25. Dezember 1999, Samstag:

Der Tag begann recht häuslich, um 11:00 mit frühstücken und Wäsche waschen.

Erst gegen 14:30 zogen wir nach Ueno, in einen Park. Später bot auch dieser Stadtteil eine Einkaufsmeile mit eigenem Flair. Entlang der S-Bahn gab’s Gemüse- und Klamottenläden, Videotheken und Bücher – einfach alles. Ich fand’s sehr angenehm, normaler als Harayuku gestern.
Die anderen fuhren schon zeitig zurück, ich und Bäumchen kamen gegen 18:00 nach Hause. Dort haben wir selbst gekocht.

Halb zwölf zogen wir dann geschlossen los, nach Shinjuku, ins Liquid Room. Der Club selbst ist in einer siebten Etage untergebracht, der Lift war abgeschaltet, man musste Laufen. Die Schlange begann im dritten Stock! So würde das natürlich nix werden, da kämen wir ja nicht vor früh um vier an die Tür... Also stellten wir uns ungefähr in Etage 6,5 an und waren recht flott drin, im Liquid Room. Und da war es richtig geil. Die Bässe brummten, der Boden vibrierte, und jedes Mal, wenn der Beat reinkickte, tobte die tanzende Menge. In meinem ganzen Leben hab ich Leute noch nie so gut abgehen sehen, wie hier im Liquid Room. Draußen stehen sie ganz artig da, aber kaum sind sie auf der Tanzfläche, drehen sie ab, die Japaner. Selbst an der Bar tanzte alles. Ich sag ja, hier bin ich daheim.
Gegen 4:00 zogen sich El, Daggi, Schmeissi (er musste ja, sonst wäre Daggi sauer) zurück. Der Rest blieb noch bis früh um 7:00. Auf dem Weg nach Hause kauften wir noch einen Happen zu Essen im Convenience Store und waren so gegen 8:00 im Bett. Das war mal ein echter Hammerabend!
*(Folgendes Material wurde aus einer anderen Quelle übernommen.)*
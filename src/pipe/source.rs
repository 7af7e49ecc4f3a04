//! Source stream selection
//!
//! The source of a transfer is either the sender's raw request body or the
//! body of the first part of a `multipart/form-data` request. The choice
//! also decides which headers are offered to the receivers: header
//! presence, not value truthiness, drives propagation, so an empty value
//! is still forwarded.

use bytes::Bytes;
use futures_util::stream::{self, StreamExt};
use http::header::{CONTENT_DISPOSITION, CONTENT_LENGTH, CONTENT_TYPE};
use http::{HeaderMap, HeaderValue};
use multer::Multipart;
use tokio::sync::{mpsc, oneshot};

use super::{box_byte_stream, BoxError, ByteStream};

/// Headers propagated from the chosen source to every receiver
#[derive(Debug, Clone, Default)]
pub struct SourceHeaders {
    pub content_length: Option<HeaderValue>,
    pub content_type: Option<HeaderValue>,
    pub content_disposition: Option<HeaderValue>,
}

impl SourceHeaders {
    fn extract(headers: &HeaderMap) -> Self {
        Self {
            content_length: headers.get(CONTENT_LENGTH).cloned(),
            content_type: headers.get(CONTENT_TYPE).cloned(),
            content_disposition: headers.get(CONTENT_DISPOSITION).cloned(),
        }
    }
}

/// The chosen source byte stream plus its receiver-facing headers
pub struct Source {
    pub headers: SourceHeaders,
    pub stream: ByteStream,
}

/// Choose the source stream for a transfer
///
/// For multipart senders, the body is parsed incrementally and only the
/// first part is streamed; whatever follows that part is discarded at the
/// sender end. Resolution completes once the part headers have been read,
/// so the transfer can start before the part body has arrived.
pub async fn resolve(request_headers: &HeaderMap, body: ByteStream) -> Result<Source, BoxError> {
    let content_type = request_headers
        .get(CONTENT_TYPE)
        .and_then(|value| value.to_str().ok());

    let Some(content_type) = content_type.filter(|ct| ct.contains("multipart/form-data")) else {
        return Ok(Source {
            headers: SourceHeaders::extract(request_headers),
            stream: body,
        });
    };

    let boundary = multer::parse_boundary(content_type)?;
    first_part(body, boundary).await
}

/// Stream the first multipart part through a relay channel
async fn first_part(body: ByteStream, boundary: String) -> Result<Source, BoxError> {
    let (chunk_tx, mut chunk_rx) = mpsc::channel::<Result<Bytes, BoxError>>(1);
    let (header_tx, header_rx) = oneshot::channel::<Result<SourceHeaders, BoxError>>();

    tokio::spawn(async move {
        let mut multipart = Multipart::new(body, boundary);

        let mut field = match multipart.next_field().await {
            Ok(Some(field)) => {
                let _ = header_tx.send(Ok(SourceHeaders::extract(field.headers())));
                field
            }
            Ok(None) => {
                let _ = header_tx.send(Err("multipart body contains no parts".into()));
                return;
            }
            Err(e) => {
                let _ = header_tx.send(Err(e.into()));
                return;
            }
        };

        loop {
            match field.chunk().await {
                Ok(Some(chunk)) => {
                    if chunk_tx.send(Ok(chunk)).await.is_err() {
                        return;
                    }
                }
                // First part finished; the rest of the body is not read.
                Ok(None) => return,
                Err(e) => {
                    let _ = chunk_tx.send(Err(e.into())).await;
                    return;
                }
            }
        }
    });

    let headers = match header_rx.await {
        Ok(result) => result?,
        Err(_) => return Err("multipart parser terminated unexpectedly".into()),
    };

    let stream = box_byte_stream(stream::poll_fn(move |cx| chunk_rx.poll_recv(cx)));
    Ok(Source { headers, stream })
}
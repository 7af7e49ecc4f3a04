//! Relay server listener
//!
//! Handles TCP (and optionally TLS) accept loops and serves each
//! connection with hyper over the shared registry.

use std::convert::Infallible;
use std::fs::File;
use std::io::BufReader;
use std::net::SocketAddr;
use std::sync::Arc;

use hyper::server::conn::http1;
use hyper::service::service_fn;
use hyper_util::rt::TokioIo;
use tokio::net::{TcpListener, TcpStream};
use tokio_rustls::rustls;
use tokio_rustls::TlsAcceptor;

use crate::error::{Error, Result};
use crate::registry::PathRegistry;

use super::config::{ServerConfig, TlsConfig};
use super::router::{self, ServerContext};

/// Streaming HTTP rendezvous relay server
pub struct RelayServer {
    config: ServerConfig,
    registry: Arc<PathRegistry>,
}

impl RelayServer {
    /// Create a new server with the given configuration
    pub fn new(config: ServerConfig) -> Self {
        Self {
            config,
            registry: Arc::new(PathRegistry::new()),
        }
    }

    /// Get a reference to the path registry
    pub fn registry(&self) -> &Arc<PathRegistry> {
        &self.registry
    }

    /// Get the server configuration
    pub fn config(&self) -> &ServerConfig {
        &self.config
    }

    /// Run the configured listeners
    ///
    /// This method blocks until the server is shut down.
    pub async fn run(&self) -> Result<()> {
        match self.config.tls.clone() {
            Some(tls) => {
                tokio::try_join!(self.run_http(), self.run_https(tls))?;
                Ok(())
            }
            None => self.run_http().await,
        }
    }

    /// Run the server with graceful shutdown
    pub async fn run_until<F>(&self, shutdown: F) -> Result<()>
    where
        F: std::future::Future<Output = ()>,
    {
        tokio::select! {
            _ = shutdown => {
                tracing::info!("Shutdown signal received");
                Ok(())
            }
            result = self.run() => result,
        }
    }

    async fn run_http(&self) -> Result<()> {
        let listener = TcpListener::bind(self.config.http_addr).await?;
        tracing::info!(addr = %self.config.http_addr, "HTTP relay listening");
        self.serve(listener).await
    }

    /// Serve plain HTTP connections from an already-bound listener
    pub async fn serve(&self, listener: TcpListener) -> Result<()> {
        let ctx = self.context(false);
        loop {
            match listener.accept().await {
                Ok((socket, peer_addr)) => {
                    self.handle_connection(Arc::clone(&ctx), socket, peer_addr, None);
                }
                Err(e) => {
                    tracing::error!(error = %e, "Failed to accept connection");
                }
            }
        }
    }

    async fn run_https(&self, tls: TlsConfig) -> Result<()> {
        let acceptor = tls_acceptor(&tls)?;
        let listener = TcpListener::bind(tls.addr).await?;
        tracing::info!(addr = %tls.addr, "HTTPS relay listening");

        let ctx = self.context(true);
        loop {
            match listener.accept().await {
                Ok((socket, peer_addr)) => {
                    self.handle_connection(
                        Arc::clone(&ctx),
                        socket,
                        peer_addr,
                        Some(acceptor.clone()),
                    );
                }
                Err(e) => {
                    tracing::error!(error = %e, "Failed to accept connection");
                }
            }
        }
    }

    fn context(&self, uses_https: bool) -> Arc<ServerContext> {
        Arc::new(ServerContext {
            registry: Arc::clone(&self.registry),
            uses_https,
            enable_log: self.config.enable_log,
        })
    }

    fn handle_connection(
        &self,
        ctx: Arc<ServerContext>,
        socket: TcpStream,
        peer_addr: SocketAddr,
        acceptor: Option<TlsAcceptor>,
    ) {
        if self.config.tcp_nodelay {
            if let Err(e) = socket.set_nodelay(true) {
                tracing::debug!(peer = %peer_addr, error = %e, "Failed to set TCP_NODELAY");
            }
        }

        if ctx.enable_log {
            tracing::debug!(peer = %peer_addr, "New connection");
        }

        tokio::spawn(async move {
            let served = match acceptor {
                Some(acceptor) => match acceptor.accept(socket).await {
                    Ok(stream) => serve_connection(TokioIo::new(stream), ctx).await,
                    Err(e) => {
                        tracing::debug!(peer = %peer_addr, error = %e, "TLS handshake failed");
                        return;
                    }
                },
                None => serve_connection(TokioIo::new(socket), ctx).await,
            };

            if let Err(e) = served {
                tracing::debug!(peer = %peer_addr, error = %e, "Connection error");
            }
        });
    }
}

async fn serve_connection<I>(
    io: I,
    ctx: Arc<ServerContext>,
) -> std::result::Result<(), hyper::Error>
where
    I: hyper::rt::Read + hyper::rt::Write + Unpin + Send + 'static,
{
    let service = service_fn(move |req| {
        let ctx = Arc::clone(&ctx);
        async move { Ok::<_, Infallible>(router::route(ctx, req).await) }
    });

    http1::Builder::new().serve_connection(io, service).await
}

/// Build a TLS acceptor from PEM certificate chain and private key files
fn tls_acceptor(tls: &TlsConfig) -> Result<TlsAcceptor> {
    let mut cert_reader = BufReader::new(File::open(&tls.cert_path)?);
    let certs = rustls_pemfile::certs(&mut cert_reader).collect::<std::io::Result<Vec<_>>>()?;

    let mut key_reader = BufReader::new(File::open(&tls.key_path)?);
    let key = rustls_pemfile::private_key(&mut key_reader)?
        .ok_or_else(|| Error::NoPrivateKey(tls.key_path.clone()))?;

    let config = rustls::ServerConfig::builder()
        .with_no_client_auth()
        .with_single_cert(certs, key)?;

    Ok(TlsAcceptor::from(Arc::new(config)))
}
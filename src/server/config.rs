//! Server configuration

use std::net::SocketAddr;
use std::path::PathBuf;

/// Server configuration options
#[derive(Debug, Clone)]
pub struct ServerConfig {
    /// Address the plain HTTP listener binds to
    pub http_addr: SocketAddr,

    /// Optional HTTPS listener, served alongside HTTP
    pub tls: Option<TlsConfig>,

    /// Emit per-request and per-connection log events
    pub enable_log: bool,

    /// Enable TCP_NODELAY (disable Nagle's algorithm)
    pub tcp_nodelay: bool,
}

/// HTTPS listener configuration
#[derive(Debug, Clone)]
pub struct TlsConfig {
    /// Address the TLS listener binds to
    pub addr: SocketAddr,

    /// PEM file with the certificate chain
    pub cert_path: PathBuf,

    /// PEM file with the private key
    pub key_path: PathBuf,
}

impl Default for ServerConfig {
    fn default() -> Self {
        Self {
            http_addr: "0.0.0.0:8080".parse().unwrap(),
            tls: None,
            enable_log: true,
            tcp_nodelay: true,
        }
    }
}

impl ServerConfig {
    /// Create a new config with custom HTTP bind address
    pub fn with_addr(addr: SocketAddr) -> Self {
        Self {
            http_addr: addr,
            ..Default::default()
        }
    }

    /// Set the HTTP bind address
    pub fn bind(mut self, addr: SocketAddr) -> Self {
        self.http_addr = addr;
        self
    }

    /// Add an HTTPS listener
    pub fn tls(mut self, tls: TlsConfig) -> Self {
        self.tls = Some(tls);
        self
    }

    /// Toggle request logging
    pub fn enable_log(mut self, enabled: bool) -> Self {
        self.enable_log = enabled;
        self
    }

    /// Toggle TCP_NODELAY
    pub fn tcp_nodelay(mut self, enabled: bool) -> Self {
        self.tcp_nodelay = enabled;
        self
    }
}

impl TlsConfig {
    /// Create a TLS listener config
    pub fn new(
        addr: SocketAddr,
        cert_path: impl Into<PathBuf>,
        key_path: impl Into<PathBuf>,
    ) -> Self {
        Self {
            addr,
            cert_path: cert_path.into(),
            key_path: key_path.into(),
        }
    }
}
//! Registry error types
//!
//! Every variant maps to an HTTP 400 response; the `Display` output is the
//! sentence shown to the rejected client.

use super::path::RelayPath;

/// Error type for registration operations
#[derive(Debug, Clone)]
pub enum RegistryError {
    /// The declared receiver count was zero or negative
    InvalidReceiverCount,
    /// A transfer is already in progress on the path
    PathEstablished(RelayPath),
    /// The path already has a waiting sender
    SenderAlreadyRegistered(RelayPath),
    /// The declared receiver count differs from the pending rendezvous
    ReceiverCountMismatch { expected: u32, offered: u32 },
    /// The pending rendezvous already holds its full set of receivers
    ReceiverLimitReached(u32),
}

impl std::fmt::Display for RegistryError {
    fn fmt(&self, f: &mut std::fmt::Formatter<'_>) -> std::fmt::Result {
        match self {
            RegistryError::InvalidReceiverCount => {
                write!(f, "The number of receivers should be a positive integer.")
            }
            RegistryError::PathEstablished(path) => {
                write!(f, "Connection on '{}' has been established already.", path)
            }
            RegistryError::SenderAlreadyRegistered(path) => {
                write!(f, "Another sender has been registered on '{}'.", path)
            }
            RegistryError::ReceiverCountMismatch { expected, offered } => {
                write!(
                    f,
                    "The number of receivers should be {} but {}.",
                    expected, offered
                )
            }
            RegistryError::ReceiverLimitReached(limit) => {
                write!(
                    f,
                    "The number of receivers has reached its limit of {}.",
                    limit
                )
            }
        }
    }
}

impl std::error::Error for RegistryError {}
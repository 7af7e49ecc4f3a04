//! Path registry implementation
//!
//! The central registry that pairs senders with receivers on a path and
//! promotes a rendezvous to an active transfer once both sides are
//! complete.

use std::collections::hash_map::Entry;
use std::collections::HashMap;
use std::sync::atomic::{AtomicU64, Ordering};
use std::sync::Arc;

use tokio::sync::RwLock;
use tokio_util::sync::CancellationToken;

use super::entry::{EstablishedPipe, PathEntry, PendingPipe, PendingSender, ReceiverEnd, SenderEnd};
use super::error::RegistryError;
use super::path::RelayPath;

/// Central registry for all rendezvous paths
///
/// Thread-safe via `RwLock`. Registration, withdrawal and promotion are
/// short map operations; streaming happens outside the lock.
pub struct PathRegistry {
    /// Map of path to its pending or established state
    paths: RwLock<HashMap<RelayPath, PathEntry>>,

    /// Participant id generator
    next_participant_id: AtomicU64,
}

impl PathRegistry {
    /// Create a new, empty registry
    pub fn new() -> Self {
        Self {
            paths: RwLock::new(HashMap::new()),
            next_participant_id: AtomicU64::new(1),
        }
    }

    /// Allocate a participant id
    pub fn next_participant_id(&self) -> u64 {
        self.next_participant_id.fetch_add(1, Ordering::Relaxed)
    }

    /// Register a sender for a path
    ///
    /// The first arrival on a path fixes the declared receiver count; later
    /// arrivals must match it exactly. On success the sender's status
    /// response carries the waiting line (and the count of receivers
    /// already connected, if any), and the rendezvous is promoted when the
    /// sender completes it.
    pub async fn register_sender(
        self: &Arc<Self>,
        path: RelayPath,
        n_receivers: u32,
        sender: SenderEnd,
    ) -> Result<(), RegistryError> {
        if n_receivers == 0 {
            return Err(RegistryError::InvalidReceiverCount);
        }

        let mut paths = self.paths.write().await;

        match paths.entry(path.clone()) {
            Entry::Occupied(mut occupied) => {
                {
                    let pipe = match occupied.get_mut() {
                        PathEntry::Established => {
                            return Err(RegistryError::PathEstablished(path))
                        }
                        PathEntry::Pending(pipe) => pipe,
                    };

                    if pipe.sender.is_some() {
                        return Err(RegistryError::SenderAlreadyRegistered(path));
                    }
                    if pipe.n_receivers != n_receivers {
                        return Err(RegistryError::ReceiverCountMismatch {
                            expected: pipe.n_receivers,
                            offered: n_receivers,
                        });
                    }

                    greet_sender(&sender, n_receivers, pipe.receivers.len());
                    let abort = self.arm_sender(&path, &sender);

                    tracing::info!(
                        path = %path,
                        id = sender.id,
                        receivers = pipe.receivers.len(),
                        "Sender registered (existing rendezvous)"
                    );

                    pipe.sender = Some(PendingSender { end: sender, abort });
                }

                if let Some(established) = take_established(&path, occupied.get_mut()) {
                    self.spawn_engine(established);
                }
                Ok(())
            }
            Entry::Vacant(vacant) => {
                greet_sender(&sender, n_receivers, 0);
                let abort = self.arm_sender(&path, &sender);

                tracing::info!(
                    path = %path,
                    id = sender.id,
                    n_receivers,
                    "Sender registered (new rendezvous)"
                );

                vacant.insert(PathEntry::Pending(PendingPipe {
                    n_receivers,
                    sender: Some(PendingSender { end: sender, abort }),
                    receivers: Vec::new(),
                }));
                Ok(())
            }
        }
    }

    /// Register a receiver for a path
    ///
    /// Receivers are paired to the sender in arrival order. Returns a
    /// guard that withdraws the receiver if its connection aborts while
    /// the rendezvous is still pending; callers disarm it once the
    /// deferred response resolves.
    pub async fn register_receiver(
        self: &Arc<Self>,
        path: RelayPath,
        n_receivers: u32,
        receiver: ReceiverEnd,
    ) -> Result<AbortGuard, RegistryError> {
        if n_receivers == 0 {
            return Err(RegistryError::InvalidReceiverCount);
        }

        let id = receiver.id;
        let mut paths = self.paths.write().await;

        match paths.entry(path.clone()) {
            Entry::Occupied(mut occupied) => {
                {
                    let pipe = match occupied.get_mut() {
                        PathEntry::Established => {
                            return Err(RegistryError::PathEstablished(path))
                        }
                        PathEntry::Pending(pipe) => pipe,
                    };

                    if pipe.n_receivers != n_receivers {
                        return Err(RegistryError::ReceiverCountMismatch {
                            expected: pipe.n_receivers,
                            offered: n_receivers,
                        });
                    }
                    if pipe.receivers.len() as u32 == pipe.n_receivers {
                        return Err(RegistryError::ReceiverLimitReached(pipe.n_receivers));
                    }

                    if let Some(ref sender) = pipe.sender {
                        sender
                            .end
                            .notices
                            .send_line("[INFO] A receiver was connected.\n");
                    }
                    pipe.receivers.push(receiver);

                    tracing::info!(
                        path = %path,
                        id,
                        receivers = pipe.receivers.len(),
                        target = pipe.n_receivers,
                        "Receiver registered (existing rendezvous)"
                    );
                }

                if let Some(established) = take_established(&path, occupied.get_mut()) {
                    self.spawn_engine(established);
                }
                Ok(AbortGuard::new(Arc::clone(self), path, id))
            }
            Entry::Vacant(vacant) => {
                tracing::info!(
                    path = %path,
                    id,
                    n_receivers,
                    "Receiver registered (new rendezvous)"
                );

                vacant.insert(PathEntry::Pending(PendingPipe {
                    n_receivers,
                    sender: None,
                    receivers: vec![receiver],
                }));
                Ok(AbortGuard::new(Arc::clone(self), path, id))
            }
        }
    }

    /// Withdraw a pending participant after its connection aborted
    ///
    /// A no-op if the path was promoted in the meantime or the participant
    /// is already gone. A pending rendezvous left with no participants is
    /// removed entirely.
    pub async fn withdraw(&self, path: &RelayPath, participant_id: u64) {
        let mut paths = self.paths.write().await;

        let Some(PathEntry::Pending(pipe)) = paths.get_mut(path) else {
            return;
        };

        let removed = if pipe
            .sender
            .as_ref()
            .is_some_and(|s| s.end.id == participant_id)
        {
            pipe.sender = None;
            true
        } else if let Some(index) = pipe.receivers.iter().position(|r| r.id == participant_id) {
            pipe.receivers.remove(index);
            true
        } else {
            false
        };

        if !removed {
            return;
        }

        tracing::info!(path = %path, id = participant_id, "Participant withdrawn");

        if pipe.is_empty() {
            paths.remove(path);
            tracing::debug!(path = %path, "Empty rendezvous removed");
        }
    }

    /// Clear the established marker once a transfer has terminated
    pub async fn clear(&self, path: &RelayPath) {
        let mut paths = self.paths.write().await;
        if matches!(paths.get(path), Some(PathEntry::Established)) {
            paths.remove(path);
            tracing::debug!(path = %path, "Transfer finished, path released");
        }
    }

    /// Whether a transfer is currently in progress on the path
    pub async fn is_established(&self, path: &RelayPath) -> bool {
        matches!(
            self.paths.read().await.get(path),
            Some(PathEntry::Established)
        )
    }

    /// Total number of paths with registry state (pending or established)
    pub async fn path_count(&self) -> usize {
        self.paths.read().await.len()
    }

    /// Arm the sender's abort watcher
    ///
    /// The watcher withdraws the sender when its connection goes away while
    /// the rendezvous is still pending; promotion cancels the token before
    /// the transfer starts so later closes are transfer events.
    fn arm_sender(self: &Arc<Self>, path: &RelayPath, sender: &SenderEnd) -> CancellationToken {
        let token = CancellationToken::new();
        let disarmed = token.clone();
        let notices = sender.notices.clone();
        let registry = Arc::clone(self);
        let path = path.clone();
        let id = sender.id;

        tokio::spawn(async move {
            tokio::select! {
                _ = disarmed.cancelled() => {}
                _ = notices.closed() => {
                    registry.withdraw(&path, id).await;
                }
            }
        });

        token
    }

    fn spawn_engine(self: &Arc<Self>, pipe: EstablishedPipe) {
        let registry = Arc::clone(self);
        tokio::spawn(async move {
            crate::pipe::engine::run(registry, pipe).await;
        });
    }
}
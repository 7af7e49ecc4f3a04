//! Relay server binary
//!
//! ```bash
//! # Plain HTTP on port 8080
//! relay-server
//!
//! # Custom port, no request logging
//! relay-server --http-port 9090 --enable-log false
//!
//! # HTTP plus HTTPS
//! relay-server --https-port 8443 --cert-path server.crt --key-path server.key
//! ```

use std::net::SocketAddr;
use std::path::PathBuf;

use anyhow::{bail, Context, Result};
use clap::Parser;
use tracing_subscriber::EnvFilter;

use relay_rs::{RelayServer, ServerConfig, TlsConfig};

#[derive(Debug, Parser)]
#[command(name = "relay-server", version, about = "Streaming HTTP rendezvous relay")]
struct Args {
    /// Port for the plain HTTP listener
    #[arg(long, default_value_t = 8080)]
    http_port: u16,

    /// Port for the HTTPS listener (requires --cert-path and --key-path)
    #[arg(long)]
    https_port: Option<u16>,

    /// PEM file with the TLS certificate chain
    #[arg(long)]
    cert_path: Option<PathBuf>,

    /// PEM file with the TLS private key
    #[arg(long)]
    key_path: Option<PathBuf>,

    /// Enable request logging
    #[arg(long, default_value_t = true, action = clap::ArgAction::Set)]
    enable_log: bool,
}

#[tokio::main]
async fn main() -> Result<()> {
    let args = Args::parse();

    if args.enable_log {
        tracing_subscriber::fmt()
            .with_env_filter(
                EnvFilter::try_from_default_env().unwrap_or_else(|_| EnvFilter::new("info")),
            )
            .init();
    }

    let http_addr: SocketAddr = ([0, 0, 0, 0], args.http_port).into();
    let mut config = ServerConfig::with_addr(http_addr).enable_log(args.enable_log);

    match (args.https_port, args.cert_path, args.key_path) {
        (Some(port), Some(cert_path), Some(key_path)) => {
            let tls_addr: SocketAddr = ([0, 0, 0, 0], port).into();
            config = config.tls(TlsConfig::new(tls_addr, cert_path, key_path));
        }
        (None, None, None) => {}
        _ => bail!("--https-port, --cert-path and --key-path must be given together"),
    }

    let server = RelayServer::new(config);
    server
        .run_until(async {
            let _ = tokio::signal::ctrl_c().await;
        })
        .await
        .context("server terminated with an error")
}
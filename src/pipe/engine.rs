//! Fan-out engine
//!
//! Drives one established transfer: answers every receiver with a
//! streaming response, then copies the source stream into each receiver's
//! sink until the source ends, the source fails, or every receiver has
//! gone away. Whatever happens, the path is released afterwards.

use std::sync::Arc;

use bytes::Bytes;
use futures_util::future;
use futures_util::stream::StreamExt;
use http::header::{
    ACCESS_CONTROL_ALLOW_ORIGIN, CONTENT_DISPOSITION, CONTENT_LENGTH, CONTENT_TYPE,
};
use http::{HeaderValue, Response};
use tokio::sync::mpsc;

use crate::registry::{EstablishedPipe, PathRegistry, SenderEnd};

use super::source::{self, SourceHeaders};
use super::{channel_body, BoxError, ByteStream, RelayBody};

/// Per-receiver sink buffer, in body chunks
///
/// Decouples receivers from each other for short bursts; once a buffer is
/// full the source waits, so the slowest receiver paces the transfer.
const SINK_BUFFER: usize = 16;

const SENDING_SUCCESSFUL: &str = "[INFO] Sending successful!\n";
const SENDING_FAILED: &str = "[ERROR] Sending failed.\n";
const RECEIVERS_CLOSED: &str = "[INFO] All receiver(s) was/were closed halfway.\n";

type Sink = mpsc::Sender<Result<Bytes, BoxError>>;

/// How a transfer ended
#[derive(Debug)]
pub enum Outcome {
    /// The source reached end-of-body and every open receiver was served
    Complete,
    /// The source stream failed (includes the sender disconnecting)
    SourceFailed(BoxError),
    /// Every receiver went away before the source finished
    AllReceiversClosed,
}

/// Run an established transfer to completion
pub async fn run(registry: Arc<PathRegistry>, pipe: EstablishedPipe) {
    let EstablishedPipe {
        path,
        sender,
        receivers,
    } = pipe;
    let SenderEnd {
        headers,
        body,
        notices,
        ..
    } = sender;
    let total = receivers.len();

    notices.send_line(format!("[INFO] Start sending with {total} receiver(s)!\n"));

    let source = match source::resolve(&headers, body).await {
        Ok(source) => source,
        Err(e) => {
            tracing::warn!(path = %path, error = %e, "Source selection failed");
            notices.send_line(SENDING_FAILED);
            // Receivers have no committed response yet; dropping their
            // reply handles tells the waiting handlers to give up.
            drop(receivers);
            registry.clear(&path).await;
            return;
        }
    };

    // Answer receivers in pairing order. A receiver whose handler is
    // already gone counts as closed from the start.
    let mut sinks: Vec<Option<Sink>> = Vec::with_capacity(total);
    for receiver in receivers {
        let (tx, rx) = mpsc::channel(SINK_BUFFER);
        let response = receiver_response(&source.headers, rx);
        sinks.push(receiver.reply.send(response).ok().map(|()| tx));
    }

    let outcome = pump(source.stream, &mut sinks).await;

    match &outcome {
        Outcome::Complete => {
            // Closing the sinks lets each receiver flush and finish.
            drop(sinks);
            notices.send_line(SENDING_SUCCESSFUL);
        }
        Outcome::SourceFailed(e) => {
            tracing::warn!(path = %path, error = %e, "Source stream failed");
            abort_sinks(&mut sinks).await;
            notices.send_line(SENDING_FAILED);
        }
        Outcome::AllReceiversClosed => {
            notices.send_line(RECEIVERS_CLOSED);
        }
    }

    registry.clear(&path).await;
    tracing::info!(path = %path, receivers = total, outcome = ?outcome, "Transfer finished");
}

/// Copy the source into every open sink until a termination event
async fn pump(mut source: ByteStream, sinks: &mut Vec<Option<Sink>>) -> Outcome {
    loop {
        if sinks.iter().all(Option::is_none) {
            return Outcome::AllReceiversClosed;
        }

        // Watch the open sinks so a transfer whose receivers all hang up
        // terminates even while the source is idle.
        let watched: Vec<Sink> = sinks.iter().flatten().cloned().collect();
        let all_closed = async move {
            future::join_all(watched.iter().map(|sink| sink.closed())).await;
        };

        tokio::select! {
            item = source.next() => match item {
                Some(Ok(chunk)) => deliver(sinks, chunk).await,
                Some(Err(e)) => return Outcome::SourceFailed(e),
                None => return Outcome::Complete,
            },
            _ = all_closed => return Outcome::AllReceiversClosed,
        }
    }
}

/// Deliver one chunk to every open sink, detaching sinks that hung up
async fn deliver(sinks: &mut [Option<Sink>], chunk: Bytes) {
    let sends = sinks.iter().map(|slot| {
        let chunk = chunk.clone();
        async move {
            match slot {
                Some(sink) => sink.send(Ok(chunk)).await.is_ok(),
                None => false,
            }
        }
    });

    let delivered = future::join_all(sends).await;
    for (slot, ok) in sinks.iter_mut().zip(delivered) {
        if !ok {
            *slot = None;
        }
    }
}

/// Abort the remaining receiver responses at the transport level
async fn abort_sinks(sinks: &mut [Option<Sink>]) {
    let aborts = sinks.iter().flatten().map(|sink| async move {
        let _ = sink.send(Err("transfer aborted".into())).await;
    });
    future::join_all(aborts).await;
}

/// Build a receiver's streaming response with the propagated headers
fn receiver_response(
    headers: &SourceHeaders,
    rx: mpsc::Receiver<Result<Bytes, BoxError>>,
) -> Response<RelayBody> {
    let mut response = Response::new(channel_body(rx));
    let map = response.headers_mut();
    map.insert(ACCESS_CONTROL_ALLOW_ORIGIN, HeaderValue::from_static("*"));
    if let Some(value) = &headers.content_length {
        map.insert(CONTENT_LENGTH, value.clone());
    }
    if let Some(value) = &headers.content_type {
        map.insert(CONTENT_TYPE, value.clone());
    }
    if let Some(value) = &headers.content_disposition {
        map.insert(CONTENT_DISPOSITION, value.clone());
    }
    response
}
26. Dezember 1999, Sonntag:

Dementsprechend kamen wir heute erst am frühen Nachmittag aus dem Bett. Frühstüch ging gemach, und auch sonst hatte heute keiner Bock auf viel Action. Um halb vier rum machte ich mich mal alleine auf den Weg durch die große bunte Stadt, nach Shibuya, einen weiteren Distrikt mit vielen Läden, viel bunter Leuchtreklame, und mit einigen roten Laternen. Um halb sieben war ich dann aber wieder zurück. Ein paar japanische Freunde von Marucs kamen heute Abend nach und nach dazu, kochten leckeres Okonumiyaki (eine Art Eierkuchen, voll lecker!) und im Verlauf des Abends waren zwanzig Leute in der 10m²-Bude. Schöne Party das. Alex, auch einer von den Leute, die sofort Stimmung verbreiten, wenn sie irgendwo hinkommen, kannte ein paar spaßige Trinkspiele, die wir der Reihe nach ausprobierten. Einige von den Japanerinnen waren am Ende ganz schön dicht.

27. Dezember 1999, Montag:

Um 10:00 waren wir mit dem Frühstück durch und saßen eine halbe Stunde später in der S-Bahn nach Kamakura. Das liegt ungefähr zwei Stunden außerhalb Tokyos und war das erste Mal, das wir überhaupt aus der Stadt rauskamen. Da gab’s einen Tempel zu bestaunen, ein paar von uns zogen durch einen Bambuswald. Gegen 16:00 sprangen wir wieder in den Zug, um noch schnell nach Hase [stimmt das so, Marcus?], wo ein Riesenbuddha steht. Der sollte leider schon um 17:00 zu machen, also war Eile geboten. Beeindruckend war er aber, wie er das so stand, mit den ganzen kleinen Menschen davor. Da konnte man hinten auch reingehen.

Dann fuhren wir noch ein bisschen weiter in die einbrechende Dämmerung hinein, auf eine nahe gelegene Insel. Dort gab es Meer und Höhlen, in die man auch hätte reingehen können, das leider aber nur tagsüber. Vielleicht hätten wir eher aufstehen sollen. Immerhin konnte man in der Ferne den Mt. Fuji sehen.

Anschließend standen noch 2h Heimfahrt an, da noch ein bisschen Videos geschaut und die mitgebrachten Nudeln aus der Heimat vertilgt.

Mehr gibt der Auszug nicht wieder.